──────── Task input ────────

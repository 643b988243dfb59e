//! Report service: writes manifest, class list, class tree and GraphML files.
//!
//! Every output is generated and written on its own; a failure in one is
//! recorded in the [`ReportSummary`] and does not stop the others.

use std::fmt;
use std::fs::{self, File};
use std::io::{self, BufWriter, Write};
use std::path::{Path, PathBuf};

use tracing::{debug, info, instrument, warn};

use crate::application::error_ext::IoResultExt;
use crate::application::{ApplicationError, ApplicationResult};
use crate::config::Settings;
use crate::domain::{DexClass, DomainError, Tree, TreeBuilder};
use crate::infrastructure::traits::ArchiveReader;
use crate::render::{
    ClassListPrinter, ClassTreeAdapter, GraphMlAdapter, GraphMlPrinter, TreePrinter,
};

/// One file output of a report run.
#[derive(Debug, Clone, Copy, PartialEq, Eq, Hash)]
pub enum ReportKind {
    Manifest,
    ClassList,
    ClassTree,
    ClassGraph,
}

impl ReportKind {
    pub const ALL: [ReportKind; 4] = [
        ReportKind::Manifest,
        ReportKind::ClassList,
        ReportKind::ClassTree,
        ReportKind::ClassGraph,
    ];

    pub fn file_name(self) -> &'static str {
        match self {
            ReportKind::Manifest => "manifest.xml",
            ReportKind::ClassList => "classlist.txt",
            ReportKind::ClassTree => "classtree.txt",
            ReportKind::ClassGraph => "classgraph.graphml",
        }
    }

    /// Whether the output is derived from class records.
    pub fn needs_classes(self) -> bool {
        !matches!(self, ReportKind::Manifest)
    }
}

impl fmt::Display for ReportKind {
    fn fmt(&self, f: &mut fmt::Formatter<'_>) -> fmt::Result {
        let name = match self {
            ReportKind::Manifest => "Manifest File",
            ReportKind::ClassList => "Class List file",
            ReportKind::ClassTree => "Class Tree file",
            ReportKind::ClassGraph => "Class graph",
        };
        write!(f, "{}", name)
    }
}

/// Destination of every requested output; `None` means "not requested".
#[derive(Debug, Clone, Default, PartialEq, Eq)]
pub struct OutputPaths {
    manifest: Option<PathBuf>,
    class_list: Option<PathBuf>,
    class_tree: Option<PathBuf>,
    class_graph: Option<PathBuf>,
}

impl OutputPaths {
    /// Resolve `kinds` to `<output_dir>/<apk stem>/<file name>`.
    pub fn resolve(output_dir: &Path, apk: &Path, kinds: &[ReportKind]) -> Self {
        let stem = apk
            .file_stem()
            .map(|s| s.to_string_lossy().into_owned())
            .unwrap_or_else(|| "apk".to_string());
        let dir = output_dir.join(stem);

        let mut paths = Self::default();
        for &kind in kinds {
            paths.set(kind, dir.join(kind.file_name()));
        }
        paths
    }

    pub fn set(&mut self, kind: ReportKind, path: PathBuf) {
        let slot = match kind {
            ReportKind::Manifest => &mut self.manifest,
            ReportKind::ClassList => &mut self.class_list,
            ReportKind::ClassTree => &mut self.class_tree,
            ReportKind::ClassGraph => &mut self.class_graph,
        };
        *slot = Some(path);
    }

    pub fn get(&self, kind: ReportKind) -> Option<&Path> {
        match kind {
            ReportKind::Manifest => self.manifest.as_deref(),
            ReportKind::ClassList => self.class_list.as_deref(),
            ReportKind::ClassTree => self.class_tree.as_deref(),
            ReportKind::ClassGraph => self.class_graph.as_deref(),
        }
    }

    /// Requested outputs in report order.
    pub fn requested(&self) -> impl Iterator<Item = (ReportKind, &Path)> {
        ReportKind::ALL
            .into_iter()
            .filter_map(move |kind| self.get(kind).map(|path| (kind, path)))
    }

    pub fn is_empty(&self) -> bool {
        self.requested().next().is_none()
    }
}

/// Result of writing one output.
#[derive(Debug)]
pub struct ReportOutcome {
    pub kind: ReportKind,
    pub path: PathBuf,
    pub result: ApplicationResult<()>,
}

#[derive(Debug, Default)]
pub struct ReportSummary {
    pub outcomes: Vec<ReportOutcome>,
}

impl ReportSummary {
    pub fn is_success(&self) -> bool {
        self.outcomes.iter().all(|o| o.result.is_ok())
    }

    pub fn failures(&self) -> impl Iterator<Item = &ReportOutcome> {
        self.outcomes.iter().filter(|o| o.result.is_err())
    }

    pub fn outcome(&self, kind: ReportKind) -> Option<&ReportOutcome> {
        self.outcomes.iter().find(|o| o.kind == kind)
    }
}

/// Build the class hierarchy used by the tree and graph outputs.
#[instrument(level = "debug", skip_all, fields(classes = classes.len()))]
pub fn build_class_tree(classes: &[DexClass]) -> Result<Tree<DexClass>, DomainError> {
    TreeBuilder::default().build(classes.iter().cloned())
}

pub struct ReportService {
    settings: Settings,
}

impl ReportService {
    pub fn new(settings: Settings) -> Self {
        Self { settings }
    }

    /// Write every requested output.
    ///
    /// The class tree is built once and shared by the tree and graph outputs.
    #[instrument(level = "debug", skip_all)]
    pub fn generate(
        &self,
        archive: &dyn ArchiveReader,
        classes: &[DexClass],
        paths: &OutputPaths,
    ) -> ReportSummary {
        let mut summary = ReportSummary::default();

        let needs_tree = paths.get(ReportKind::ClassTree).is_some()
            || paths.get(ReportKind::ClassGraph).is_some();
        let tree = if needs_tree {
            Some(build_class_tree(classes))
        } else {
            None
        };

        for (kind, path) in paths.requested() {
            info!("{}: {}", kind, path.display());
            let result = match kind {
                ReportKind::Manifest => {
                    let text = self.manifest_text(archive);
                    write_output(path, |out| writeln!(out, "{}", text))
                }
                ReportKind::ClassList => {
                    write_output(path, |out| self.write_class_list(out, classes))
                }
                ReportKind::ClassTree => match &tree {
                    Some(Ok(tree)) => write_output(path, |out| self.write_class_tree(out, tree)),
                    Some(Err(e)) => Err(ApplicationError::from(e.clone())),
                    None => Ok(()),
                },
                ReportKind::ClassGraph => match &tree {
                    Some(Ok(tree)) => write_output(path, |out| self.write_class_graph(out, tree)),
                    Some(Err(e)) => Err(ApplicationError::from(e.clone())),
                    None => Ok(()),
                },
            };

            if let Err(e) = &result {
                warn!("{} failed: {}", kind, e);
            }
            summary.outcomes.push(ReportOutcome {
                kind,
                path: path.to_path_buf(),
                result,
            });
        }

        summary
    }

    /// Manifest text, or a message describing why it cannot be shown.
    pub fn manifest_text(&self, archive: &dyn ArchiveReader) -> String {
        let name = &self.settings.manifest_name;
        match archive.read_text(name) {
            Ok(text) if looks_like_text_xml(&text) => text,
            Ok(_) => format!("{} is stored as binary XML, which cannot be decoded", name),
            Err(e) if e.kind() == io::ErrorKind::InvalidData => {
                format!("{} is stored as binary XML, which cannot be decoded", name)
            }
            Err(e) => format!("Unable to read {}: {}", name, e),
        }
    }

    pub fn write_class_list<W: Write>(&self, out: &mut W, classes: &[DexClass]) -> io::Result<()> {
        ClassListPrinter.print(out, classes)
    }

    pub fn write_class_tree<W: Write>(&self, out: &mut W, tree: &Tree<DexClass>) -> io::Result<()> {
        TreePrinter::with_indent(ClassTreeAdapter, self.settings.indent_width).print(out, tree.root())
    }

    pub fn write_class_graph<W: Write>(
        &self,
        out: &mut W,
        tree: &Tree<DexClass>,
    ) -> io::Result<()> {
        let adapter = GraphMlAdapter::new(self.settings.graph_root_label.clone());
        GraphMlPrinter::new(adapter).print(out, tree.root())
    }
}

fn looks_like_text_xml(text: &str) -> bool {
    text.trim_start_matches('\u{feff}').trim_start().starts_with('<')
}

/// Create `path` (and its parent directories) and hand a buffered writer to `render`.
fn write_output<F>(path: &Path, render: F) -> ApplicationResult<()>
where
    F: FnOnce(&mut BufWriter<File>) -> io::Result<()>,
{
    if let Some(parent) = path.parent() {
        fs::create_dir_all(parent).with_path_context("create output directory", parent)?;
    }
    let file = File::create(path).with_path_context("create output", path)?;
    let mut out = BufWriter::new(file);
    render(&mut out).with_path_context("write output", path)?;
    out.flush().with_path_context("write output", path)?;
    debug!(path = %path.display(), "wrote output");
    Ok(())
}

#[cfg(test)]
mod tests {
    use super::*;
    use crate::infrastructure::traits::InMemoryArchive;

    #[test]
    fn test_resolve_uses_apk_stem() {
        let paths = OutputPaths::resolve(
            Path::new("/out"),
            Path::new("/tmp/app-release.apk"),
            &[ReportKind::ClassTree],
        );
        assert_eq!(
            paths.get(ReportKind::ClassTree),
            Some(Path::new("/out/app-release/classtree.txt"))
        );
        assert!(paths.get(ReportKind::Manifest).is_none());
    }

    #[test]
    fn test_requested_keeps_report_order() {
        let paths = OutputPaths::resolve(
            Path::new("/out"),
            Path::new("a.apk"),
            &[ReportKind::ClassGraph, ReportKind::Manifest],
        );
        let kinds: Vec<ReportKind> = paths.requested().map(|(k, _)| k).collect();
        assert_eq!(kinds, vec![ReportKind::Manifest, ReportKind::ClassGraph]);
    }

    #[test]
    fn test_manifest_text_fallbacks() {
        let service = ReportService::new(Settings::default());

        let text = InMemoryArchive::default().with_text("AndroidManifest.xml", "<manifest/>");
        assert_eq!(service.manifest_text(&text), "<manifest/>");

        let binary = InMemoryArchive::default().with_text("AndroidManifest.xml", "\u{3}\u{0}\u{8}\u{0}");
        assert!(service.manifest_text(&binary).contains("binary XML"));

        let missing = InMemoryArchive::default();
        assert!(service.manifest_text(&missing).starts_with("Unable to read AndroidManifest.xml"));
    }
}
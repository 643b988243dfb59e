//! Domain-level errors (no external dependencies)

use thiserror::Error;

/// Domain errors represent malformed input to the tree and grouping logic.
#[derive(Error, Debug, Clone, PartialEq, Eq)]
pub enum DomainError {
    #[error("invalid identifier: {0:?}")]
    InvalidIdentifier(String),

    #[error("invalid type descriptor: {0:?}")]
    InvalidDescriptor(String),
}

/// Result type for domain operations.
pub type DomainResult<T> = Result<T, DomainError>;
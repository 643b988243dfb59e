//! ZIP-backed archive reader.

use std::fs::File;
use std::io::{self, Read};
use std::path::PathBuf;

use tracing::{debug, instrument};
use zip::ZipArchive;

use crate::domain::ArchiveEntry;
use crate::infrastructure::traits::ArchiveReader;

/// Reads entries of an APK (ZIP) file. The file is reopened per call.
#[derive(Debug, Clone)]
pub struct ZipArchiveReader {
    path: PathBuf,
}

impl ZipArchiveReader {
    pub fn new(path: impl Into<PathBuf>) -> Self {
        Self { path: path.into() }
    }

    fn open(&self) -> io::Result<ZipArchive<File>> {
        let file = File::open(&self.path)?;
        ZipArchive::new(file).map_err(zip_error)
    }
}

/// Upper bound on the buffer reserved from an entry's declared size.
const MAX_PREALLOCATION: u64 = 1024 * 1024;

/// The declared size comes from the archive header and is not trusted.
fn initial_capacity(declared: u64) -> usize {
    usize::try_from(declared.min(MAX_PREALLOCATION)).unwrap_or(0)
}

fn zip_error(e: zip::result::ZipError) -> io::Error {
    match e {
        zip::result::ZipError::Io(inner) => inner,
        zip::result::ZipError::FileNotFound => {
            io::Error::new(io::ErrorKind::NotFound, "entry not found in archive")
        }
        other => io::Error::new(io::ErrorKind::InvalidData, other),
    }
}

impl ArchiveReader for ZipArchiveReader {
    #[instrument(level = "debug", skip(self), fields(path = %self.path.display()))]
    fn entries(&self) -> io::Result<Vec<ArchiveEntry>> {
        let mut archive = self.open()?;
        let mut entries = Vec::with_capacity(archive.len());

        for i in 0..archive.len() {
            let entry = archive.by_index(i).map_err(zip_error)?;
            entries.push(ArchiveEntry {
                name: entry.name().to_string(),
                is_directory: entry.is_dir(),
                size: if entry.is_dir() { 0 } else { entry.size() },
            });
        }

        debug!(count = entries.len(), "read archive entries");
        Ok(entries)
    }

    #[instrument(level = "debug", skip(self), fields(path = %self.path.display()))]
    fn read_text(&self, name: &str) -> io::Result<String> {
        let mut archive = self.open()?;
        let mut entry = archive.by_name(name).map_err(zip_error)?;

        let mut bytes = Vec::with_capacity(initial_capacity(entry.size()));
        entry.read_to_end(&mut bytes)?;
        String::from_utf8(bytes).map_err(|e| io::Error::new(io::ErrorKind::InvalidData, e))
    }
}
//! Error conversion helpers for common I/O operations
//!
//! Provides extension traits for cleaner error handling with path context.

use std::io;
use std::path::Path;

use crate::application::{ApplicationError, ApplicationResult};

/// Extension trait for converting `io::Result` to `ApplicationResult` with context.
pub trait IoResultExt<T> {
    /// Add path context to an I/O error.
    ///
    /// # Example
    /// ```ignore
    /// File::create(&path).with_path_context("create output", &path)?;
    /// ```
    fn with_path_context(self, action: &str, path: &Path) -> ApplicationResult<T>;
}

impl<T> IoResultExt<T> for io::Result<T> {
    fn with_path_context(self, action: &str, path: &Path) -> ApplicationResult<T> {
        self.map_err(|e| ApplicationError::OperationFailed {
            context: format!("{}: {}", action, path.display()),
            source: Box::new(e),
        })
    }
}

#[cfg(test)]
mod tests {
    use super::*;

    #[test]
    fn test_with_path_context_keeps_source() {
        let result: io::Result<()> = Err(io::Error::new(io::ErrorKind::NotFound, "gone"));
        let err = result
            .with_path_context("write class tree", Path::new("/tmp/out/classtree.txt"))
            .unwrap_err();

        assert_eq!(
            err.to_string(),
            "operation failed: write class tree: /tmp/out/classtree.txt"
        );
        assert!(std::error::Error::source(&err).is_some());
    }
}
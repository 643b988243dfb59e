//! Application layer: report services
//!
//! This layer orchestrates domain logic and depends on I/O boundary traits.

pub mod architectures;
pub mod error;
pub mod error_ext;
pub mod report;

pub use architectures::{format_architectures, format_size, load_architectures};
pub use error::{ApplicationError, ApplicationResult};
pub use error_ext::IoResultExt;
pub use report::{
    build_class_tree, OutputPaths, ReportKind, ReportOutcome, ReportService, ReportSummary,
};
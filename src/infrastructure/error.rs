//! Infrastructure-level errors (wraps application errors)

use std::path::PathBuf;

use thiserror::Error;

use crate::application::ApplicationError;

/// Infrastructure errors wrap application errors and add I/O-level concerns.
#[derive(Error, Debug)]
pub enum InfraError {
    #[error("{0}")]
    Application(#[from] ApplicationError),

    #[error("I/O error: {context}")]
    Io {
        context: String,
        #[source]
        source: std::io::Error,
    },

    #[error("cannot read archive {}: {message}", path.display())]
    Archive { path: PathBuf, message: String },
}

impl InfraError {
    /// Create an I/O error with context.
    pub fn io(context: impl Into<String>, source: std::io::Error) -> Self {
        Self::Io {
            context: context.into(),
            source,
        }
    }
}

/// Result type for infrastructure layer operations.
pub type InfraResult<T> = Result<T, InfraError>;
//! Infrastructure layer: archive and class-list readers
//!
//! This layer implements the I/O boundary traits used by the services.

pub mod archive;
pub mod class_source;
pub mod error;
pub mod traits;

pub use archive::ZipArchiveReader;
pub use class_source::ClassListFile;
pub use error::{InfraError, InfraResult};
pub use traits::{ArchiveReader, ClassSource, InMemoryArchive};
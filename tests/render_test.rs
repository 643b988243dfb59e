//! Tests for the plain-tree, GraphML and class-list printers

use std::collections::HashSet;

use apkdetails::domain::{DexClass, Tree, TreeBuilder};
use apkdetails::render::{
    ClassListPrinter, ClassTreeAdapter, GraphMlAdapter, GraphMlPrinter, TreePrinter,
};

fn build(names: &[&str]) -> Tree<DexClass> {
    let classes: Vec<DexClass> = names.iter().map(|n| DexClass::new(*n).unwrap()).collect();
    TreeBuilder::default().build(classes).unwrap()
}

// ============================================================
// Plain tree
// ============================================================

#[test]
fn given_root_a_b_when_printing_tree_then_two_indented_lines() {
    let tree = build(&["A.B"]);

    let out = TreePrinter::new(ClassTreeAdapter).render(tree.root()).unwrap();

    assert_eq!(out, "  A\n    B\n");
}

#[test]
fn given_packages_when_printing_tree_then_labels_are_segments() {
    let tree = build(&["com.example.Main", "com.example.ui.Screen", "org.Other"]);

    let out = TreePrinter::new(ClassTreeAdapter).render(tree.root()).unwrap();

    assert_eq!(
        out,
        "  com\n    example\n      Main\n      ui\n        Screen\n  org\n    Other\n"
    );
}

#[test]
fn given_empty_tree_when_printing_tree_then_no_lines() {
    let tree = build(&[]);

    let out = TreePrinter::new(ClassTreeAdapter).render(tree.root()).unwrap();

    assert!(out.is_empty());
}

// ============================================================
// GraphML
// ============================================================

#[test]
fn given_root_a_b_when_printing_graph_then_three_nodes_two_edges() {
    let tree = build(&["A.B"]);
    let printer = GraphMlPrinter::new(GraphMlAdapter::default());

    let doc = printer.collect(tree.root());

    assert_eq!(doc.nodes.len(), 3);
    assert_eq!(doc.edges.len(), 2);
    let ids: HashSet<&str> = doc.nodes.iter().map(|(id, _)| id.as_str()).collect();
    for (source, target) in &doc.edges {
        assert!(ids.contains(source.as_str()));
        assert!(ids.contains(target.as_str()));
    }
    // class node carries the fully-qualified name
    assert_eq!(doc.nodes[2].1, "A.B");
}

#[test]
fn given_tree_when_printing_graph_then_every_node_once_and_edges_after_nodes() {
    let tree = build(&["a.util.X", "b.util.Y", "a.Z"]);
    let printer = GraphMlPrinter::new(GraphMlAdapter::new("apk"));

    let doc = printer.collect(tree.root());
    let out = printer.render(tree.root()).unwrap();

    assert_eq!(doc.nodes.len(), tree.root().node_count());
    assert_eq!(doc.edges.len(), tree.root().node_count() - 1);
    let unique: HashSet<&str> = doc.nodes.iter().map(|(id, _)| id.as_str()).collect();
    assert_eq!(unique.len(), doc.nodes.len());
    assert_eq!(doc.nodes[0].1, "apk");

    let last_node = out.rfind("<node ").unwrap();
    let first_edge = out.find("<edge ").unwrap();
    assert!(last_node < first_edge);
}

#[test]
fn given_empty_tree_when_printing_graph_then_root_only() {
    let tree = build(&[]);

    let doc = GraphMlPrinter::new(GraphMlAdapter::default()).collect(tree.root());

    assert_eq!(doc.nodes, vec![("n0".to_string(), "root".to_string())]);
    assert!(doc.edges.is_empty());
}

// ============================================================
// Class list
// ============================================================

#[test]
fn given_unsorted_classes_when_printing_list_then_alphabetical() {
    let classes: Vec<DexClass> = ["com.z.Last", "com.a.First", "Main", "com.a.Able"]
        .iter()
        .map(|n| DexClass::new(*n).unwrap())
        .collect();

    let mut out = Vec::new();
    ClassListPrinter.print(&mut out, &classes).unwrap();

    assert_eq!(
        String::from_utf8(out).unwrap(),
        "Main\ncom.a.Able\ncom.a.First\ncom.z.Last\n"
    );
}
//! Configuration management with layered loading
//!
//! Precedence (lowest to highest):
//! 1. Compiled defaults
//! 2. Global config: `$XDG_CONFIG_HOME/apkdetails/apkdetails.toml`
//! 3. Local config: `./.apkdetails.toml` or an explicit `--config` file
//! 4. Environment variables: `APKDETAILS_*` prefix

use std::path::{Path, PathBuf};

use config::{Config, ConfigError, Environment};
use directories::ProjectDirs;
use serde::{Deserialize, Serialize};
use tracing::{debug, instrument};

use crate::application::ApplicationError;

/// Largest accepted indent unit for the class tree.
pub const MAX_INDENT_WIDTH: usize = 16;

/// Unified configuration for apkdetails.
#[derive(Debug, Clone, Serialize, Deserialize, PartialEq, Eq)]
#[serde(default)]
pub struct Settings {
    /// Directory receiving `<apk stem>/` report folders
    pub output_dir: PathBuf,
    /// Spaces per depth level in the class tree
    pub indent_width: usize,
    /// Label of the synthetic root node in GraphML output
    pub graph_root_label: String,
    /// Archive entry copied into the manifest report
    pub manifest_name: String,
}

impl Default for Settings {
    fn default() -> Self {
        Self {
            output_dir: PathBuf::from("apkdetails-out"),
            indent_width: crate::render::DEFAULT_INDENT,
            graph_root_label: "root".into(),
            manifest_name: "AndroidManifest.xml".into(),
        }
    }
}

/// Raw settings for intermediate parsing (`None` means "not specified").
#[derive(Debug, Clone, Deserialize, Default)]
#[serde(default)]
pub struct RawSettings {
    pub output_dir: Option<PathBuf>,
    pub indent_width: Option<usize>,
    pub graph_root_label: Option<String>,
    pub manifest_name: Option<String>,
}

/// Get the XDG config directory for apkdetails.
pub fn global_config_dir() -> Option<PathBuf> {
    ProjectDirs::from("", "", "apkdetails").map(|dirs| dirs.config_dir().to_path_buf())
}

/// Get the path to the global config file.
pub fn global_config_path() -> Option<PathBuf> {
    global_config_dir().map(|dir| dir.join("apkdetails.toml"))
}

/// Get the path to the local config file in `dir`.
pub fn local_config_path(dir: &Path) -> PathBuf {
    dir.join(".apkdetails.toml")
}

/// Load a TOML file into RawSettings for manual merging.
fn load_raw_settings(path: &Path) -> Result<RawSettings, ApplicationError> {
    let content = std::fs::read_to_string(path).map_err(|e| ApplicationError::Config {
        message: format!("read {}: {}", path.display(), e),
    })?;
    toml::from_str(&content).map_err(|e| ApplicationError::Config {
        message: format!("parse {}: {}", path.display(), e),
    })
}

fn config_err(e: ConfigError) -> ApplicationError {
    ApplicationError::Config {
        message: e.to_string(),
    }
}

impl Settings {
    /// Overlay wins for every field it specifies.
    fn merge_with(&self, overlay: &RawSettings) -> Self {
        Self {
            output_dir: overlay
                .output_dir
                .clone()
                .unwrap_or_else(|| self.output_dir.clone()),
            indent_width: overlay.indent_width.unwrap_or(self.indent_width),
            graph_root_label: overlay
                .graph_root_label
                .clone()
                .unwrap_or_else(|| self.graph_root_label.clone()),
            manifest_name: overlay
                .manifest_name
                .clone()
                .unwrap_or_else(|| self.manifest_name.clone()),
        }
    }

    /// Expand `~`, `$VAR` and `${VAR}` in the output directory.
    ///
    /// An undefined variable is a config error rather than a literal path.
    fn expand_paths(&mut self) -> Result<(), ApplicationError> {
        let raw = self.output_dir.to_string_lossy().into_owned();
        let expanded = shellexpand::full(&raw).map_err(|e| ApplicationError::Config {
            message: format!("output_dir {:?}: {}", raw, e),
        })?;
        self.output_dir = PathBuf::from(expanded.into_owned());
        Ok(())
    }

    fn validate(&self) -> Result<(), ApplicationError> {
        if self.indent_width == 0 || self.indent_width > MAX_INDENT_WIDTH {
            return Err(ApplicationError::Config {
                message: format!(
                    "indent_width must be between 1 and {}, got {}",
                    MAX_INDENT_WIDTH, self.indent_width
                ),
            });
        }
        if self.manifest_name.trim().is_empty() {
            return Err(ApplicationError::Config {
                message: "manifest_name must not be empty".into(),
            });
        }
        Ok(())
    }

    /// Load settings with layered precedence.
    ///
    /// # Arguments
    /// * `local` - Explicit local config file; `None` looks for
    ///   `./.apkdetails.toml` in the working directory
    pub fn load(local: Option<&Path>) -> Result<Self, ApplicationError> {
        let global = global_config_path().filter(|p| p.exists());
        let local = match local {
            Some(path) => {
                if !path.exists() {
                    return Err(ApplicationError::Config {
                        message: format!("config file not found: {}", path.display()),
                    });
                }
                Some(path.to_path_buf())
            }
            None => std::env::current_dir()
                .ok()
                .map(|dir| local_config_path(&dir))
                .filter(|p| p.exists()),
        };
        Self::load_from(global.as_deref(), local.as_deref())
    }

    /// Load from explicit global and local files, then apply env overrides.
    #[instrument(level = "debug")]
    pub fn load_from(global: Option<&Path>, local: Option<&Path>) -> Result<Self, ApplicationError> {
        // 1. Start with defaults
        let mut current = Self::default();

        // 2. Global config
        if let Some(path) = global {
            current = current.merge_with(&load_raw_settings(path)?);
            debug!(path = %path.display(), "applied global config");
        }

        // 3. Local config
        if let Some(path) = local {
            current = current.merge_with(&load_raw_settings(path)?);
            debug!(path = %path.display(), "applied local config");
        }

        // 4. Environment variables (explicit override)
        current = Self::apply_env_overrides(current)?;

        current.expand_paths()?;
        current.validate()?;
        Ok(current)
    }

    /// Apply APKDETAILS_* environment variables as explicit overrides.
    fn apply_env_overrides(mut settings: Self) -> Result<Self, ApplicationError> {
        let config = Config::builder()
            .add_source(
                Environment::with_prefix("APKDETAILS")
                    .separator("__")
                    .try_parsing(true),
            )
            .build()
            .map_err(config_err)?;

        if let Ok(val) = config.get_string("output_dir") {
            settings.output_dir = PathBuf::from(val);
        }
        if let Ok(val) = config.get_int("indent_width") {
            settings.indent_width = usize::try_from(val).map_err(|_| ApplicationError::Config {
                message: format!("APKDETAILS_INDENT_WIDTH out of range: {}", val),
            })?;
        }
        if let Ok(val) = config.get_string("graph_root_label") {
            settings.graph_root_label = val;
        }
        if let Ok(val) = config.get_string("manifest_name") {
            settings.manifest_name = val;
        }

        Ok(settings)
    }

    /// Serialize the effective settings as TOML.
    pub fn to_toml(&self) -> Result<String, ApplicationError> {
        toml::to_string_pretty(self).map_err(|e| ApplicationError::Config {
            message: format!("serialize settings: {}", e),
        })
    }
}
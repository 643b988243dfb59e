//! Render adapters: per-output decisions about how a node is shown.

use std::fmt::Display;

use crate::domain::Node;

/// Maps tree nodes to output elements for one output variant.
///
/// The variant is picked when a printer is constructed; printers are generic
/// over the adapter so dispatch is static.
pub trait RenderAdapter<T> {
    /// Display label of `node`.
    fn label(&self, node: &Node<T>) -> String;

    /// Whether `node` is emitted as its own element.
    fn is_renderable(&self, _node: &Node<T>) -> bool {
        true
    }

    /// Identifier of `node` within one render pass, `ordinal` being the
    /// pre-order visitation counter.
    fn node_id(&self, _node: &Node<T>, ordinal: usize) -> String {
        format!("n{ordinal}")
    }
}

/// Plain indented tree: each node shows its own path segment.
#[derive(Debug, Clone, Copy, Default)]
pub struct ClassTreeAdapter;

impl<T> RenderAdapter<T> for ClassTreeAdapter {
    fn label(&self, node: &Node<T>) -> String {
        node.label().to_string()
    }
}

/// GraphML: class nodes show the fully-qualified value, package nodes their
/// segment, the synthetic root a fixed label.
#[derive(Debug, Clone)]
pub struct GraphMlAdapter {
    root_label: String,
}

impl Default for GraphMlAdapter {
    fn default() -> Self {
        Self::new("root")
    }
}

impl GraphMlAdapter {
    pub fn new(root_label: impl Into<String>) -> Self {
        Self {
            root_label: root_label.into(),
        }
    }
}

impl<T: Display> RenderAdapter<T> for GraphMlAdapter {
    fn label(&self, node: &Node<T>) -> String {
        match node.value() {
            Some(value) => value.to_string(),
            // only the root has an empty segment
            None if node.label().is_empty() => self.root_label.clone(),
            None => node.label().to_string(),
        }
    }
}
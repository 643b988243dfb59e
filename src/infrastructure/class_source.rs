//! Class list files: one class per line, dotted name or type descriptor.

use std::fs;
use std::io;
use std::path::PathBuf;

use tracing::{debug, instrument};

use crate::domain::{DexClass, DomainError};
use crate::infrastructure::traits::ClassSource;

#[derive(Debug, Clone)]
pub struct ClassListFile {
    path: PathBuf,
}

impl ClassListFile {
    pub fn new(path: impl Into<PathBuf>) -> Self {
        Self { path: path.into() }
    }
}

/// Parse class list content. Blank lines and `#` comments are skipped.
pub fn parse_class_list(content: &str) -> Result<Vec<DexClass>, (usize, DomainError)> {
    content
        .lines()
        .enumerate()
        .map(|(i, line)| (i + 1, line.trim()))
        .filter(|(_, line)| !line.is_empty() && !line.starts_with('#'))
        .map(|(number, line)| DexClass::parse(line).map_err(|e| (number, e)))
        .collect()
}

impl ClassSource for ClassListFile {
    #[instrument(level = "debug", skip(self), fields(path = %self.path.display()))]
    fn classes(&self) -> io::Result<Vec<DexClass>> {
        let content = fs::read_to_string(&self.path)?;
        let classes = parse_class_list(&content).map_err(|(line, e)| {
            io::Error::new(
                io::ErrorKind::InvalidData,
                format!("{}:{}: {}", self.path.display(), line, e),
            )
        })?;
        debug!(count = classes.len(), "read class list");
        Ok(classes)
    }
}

────────

(Task objective):
Please retype the data exactly as it stands, from its first line down to the line that contains "impl fmt::Display for", then stop.

(Your response):
repository 643b988243dfb59e
//! Report service: writes manifest, class list, class tree and GraphML files.
//!
//! Every output is generated and written on its own; a failure in one is
//! recorded in the [`ReportSummary`] and does not stop the others.

use std::fmt;
use std::fs::{self, File};
use std::io::{self, BufWriter, Write};
use std::path::{Path, PathBuf};

use tracing::{debug, info, instrument, warn};

use crate::application::error_ext::IoResultExt;
use crate::application::{ApplicationError, ApplicationResult};
use crate::config::Settings;
use crate::domain::{DexClass, DomainError, Tree, TreeBuilder};
use crate::infrastructure::traits::ArchiveReader;
use crate::render::{
    ClassListPrinter, ClassTreeAdapter, GraphMlAdapter, GraphMlPrinter, TreePrinter,
};

/// One file output of a report run.
#[derive(Debug, Clone, Copy, PartialEq, Eq, Hash)]
pub enum ReportKind {
    Manifest,
    ClassList,
    ClassTree,
    ClassGraph,
}

impl ReportKind {
    pub const ALL: [ReportKind; 4] = [
        ReportKind::Manifest,
        ReportKind::ClassList,
        ReportKind::ClassTree,
        ReportKind::ClassGraph,
    ];

    pub fn file_name(self) -> &'static str {
        match self {
            ReportKind::Manifest => "manifest.xml",
            ReportKind::ClassList => "classlist.txt",
            ReportKind::ClassTree => "classtree.txt",
            ReportKind::ClassGraph => "classgraph.graphml",
        }
    }

    /// Whether the output is derived from class records.
    pub fn needs_classes(self) -> bool {
        !matches!(self, ReportKind::Manifest)
    }
}

impl fmt::Display for ReportKind {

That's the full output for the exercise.